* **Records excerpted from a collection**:
------------------------------------------------
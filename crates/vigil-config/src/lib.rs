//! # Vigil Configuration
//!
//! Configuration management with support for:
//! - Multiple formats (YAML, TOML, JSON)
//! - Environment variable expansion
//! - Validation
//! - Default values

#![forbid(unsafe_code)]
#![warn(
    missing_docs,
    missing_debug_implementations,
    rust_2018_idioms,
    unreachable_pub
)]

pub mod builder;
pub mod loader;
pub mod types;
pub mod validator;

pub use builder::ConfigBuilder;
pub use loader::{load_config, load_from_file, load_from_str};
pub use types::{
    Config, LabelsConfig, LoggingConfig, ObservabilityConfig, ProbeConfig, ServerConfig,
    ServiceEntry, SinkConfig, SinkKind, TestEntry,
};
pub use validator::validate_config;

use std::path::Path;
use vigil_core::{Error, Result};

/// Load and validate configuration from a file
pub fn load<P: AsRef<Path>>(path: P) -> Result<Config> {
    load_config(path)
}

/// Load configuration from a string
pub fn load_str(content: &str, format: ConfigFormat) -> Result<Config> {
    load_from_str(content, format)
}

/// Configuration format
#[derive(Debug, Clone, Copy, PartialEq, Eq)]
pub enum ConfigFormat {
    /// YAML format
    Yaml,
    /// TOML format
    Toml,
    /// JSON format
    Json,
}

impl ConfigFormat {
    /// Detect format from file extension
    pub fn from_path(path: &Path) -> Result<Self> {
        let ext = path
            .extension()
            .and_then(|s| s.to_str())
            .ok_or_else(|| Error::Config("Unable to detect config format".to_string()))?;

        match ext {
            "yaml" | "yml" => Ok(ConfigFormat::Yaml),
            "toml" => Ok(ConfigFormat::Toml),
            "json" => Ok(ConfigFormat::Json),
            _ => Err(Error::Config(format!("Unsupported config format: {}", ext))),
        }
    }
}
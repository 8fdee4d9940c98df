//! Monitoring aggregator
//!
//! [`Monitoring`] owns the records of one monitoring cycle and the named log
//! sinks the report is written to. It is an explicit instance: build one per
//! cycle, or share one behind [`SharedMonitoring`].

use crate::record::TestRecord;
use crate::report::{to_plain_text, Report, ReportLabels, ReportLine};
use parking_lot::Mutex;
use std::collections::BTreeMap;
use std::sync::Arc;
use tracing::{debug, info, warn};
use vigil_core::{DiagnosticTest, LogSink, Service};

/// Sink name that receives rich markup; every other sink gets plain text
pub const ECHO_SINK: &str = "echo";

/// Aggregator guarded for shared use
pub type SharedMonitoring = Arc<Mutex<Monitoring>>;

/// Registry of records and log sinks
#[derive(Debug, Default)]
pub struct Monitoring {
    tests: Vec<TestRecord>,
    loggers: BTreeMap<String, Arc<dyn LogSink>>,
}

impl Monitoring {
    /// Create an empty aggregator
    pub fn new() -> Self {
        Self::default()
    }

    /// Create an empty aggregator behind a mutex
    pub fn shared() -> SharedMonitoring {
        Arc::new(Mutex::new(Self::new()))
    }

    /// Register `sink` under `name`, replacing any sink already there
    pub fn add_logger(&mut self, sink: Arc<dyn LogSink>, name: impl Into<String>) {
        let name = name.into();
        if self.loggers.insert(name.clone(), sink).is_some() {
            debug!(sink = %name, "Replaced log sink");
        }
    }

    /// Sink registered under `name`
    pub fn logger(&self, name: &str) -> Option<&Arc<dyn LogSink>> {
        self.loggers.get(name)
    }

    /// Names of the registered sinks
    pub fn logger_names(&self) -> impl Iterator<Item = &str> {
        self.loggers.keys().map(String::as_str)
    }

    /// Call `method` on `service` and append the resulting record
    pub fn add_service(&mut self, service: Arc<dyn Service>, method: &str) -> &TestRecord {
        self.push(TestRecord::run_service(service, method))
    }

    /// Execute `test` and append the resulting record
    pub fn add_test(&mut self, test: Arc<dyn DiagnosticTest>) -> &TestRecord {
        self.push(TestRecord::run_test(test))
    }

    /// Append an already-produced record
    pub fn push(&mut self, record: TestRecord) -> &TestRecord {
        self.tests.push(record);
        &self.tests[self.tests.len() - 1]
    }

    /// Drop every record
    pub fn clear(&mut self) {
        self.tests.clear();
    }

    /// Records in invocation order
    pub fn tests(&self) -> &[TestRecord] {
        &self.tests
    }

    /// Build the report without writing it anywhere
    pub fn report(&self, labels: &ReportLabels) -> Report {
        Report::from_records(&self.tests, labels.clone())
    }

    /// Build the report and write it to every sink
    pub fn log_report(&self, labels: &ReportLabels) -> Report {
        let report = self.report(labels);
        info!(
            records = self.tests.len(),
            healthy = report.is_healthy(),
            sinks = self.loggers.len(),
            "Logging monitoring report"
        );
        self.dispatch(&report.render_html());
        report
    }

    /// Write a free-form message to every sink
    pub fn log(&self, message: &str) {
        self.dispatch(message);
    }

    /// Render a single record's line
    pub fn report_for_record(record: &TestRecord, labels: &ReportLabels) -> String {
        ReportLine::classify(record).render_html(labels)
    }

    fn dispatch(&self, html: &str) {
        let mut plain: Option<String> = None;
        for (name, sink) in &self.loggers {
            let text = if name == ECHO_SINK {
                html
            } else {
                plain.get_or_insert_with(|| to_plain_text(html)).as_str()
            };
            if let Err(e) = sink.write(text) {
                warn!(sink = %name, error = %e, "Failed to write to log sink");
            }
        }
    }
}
------------------------------------------------
* **Assigned task**: Of the lines above, copy each that contains "registered".

* **Answer to the exercise**:
    /// Sink registered under `name`
    /// Names of the registered sinks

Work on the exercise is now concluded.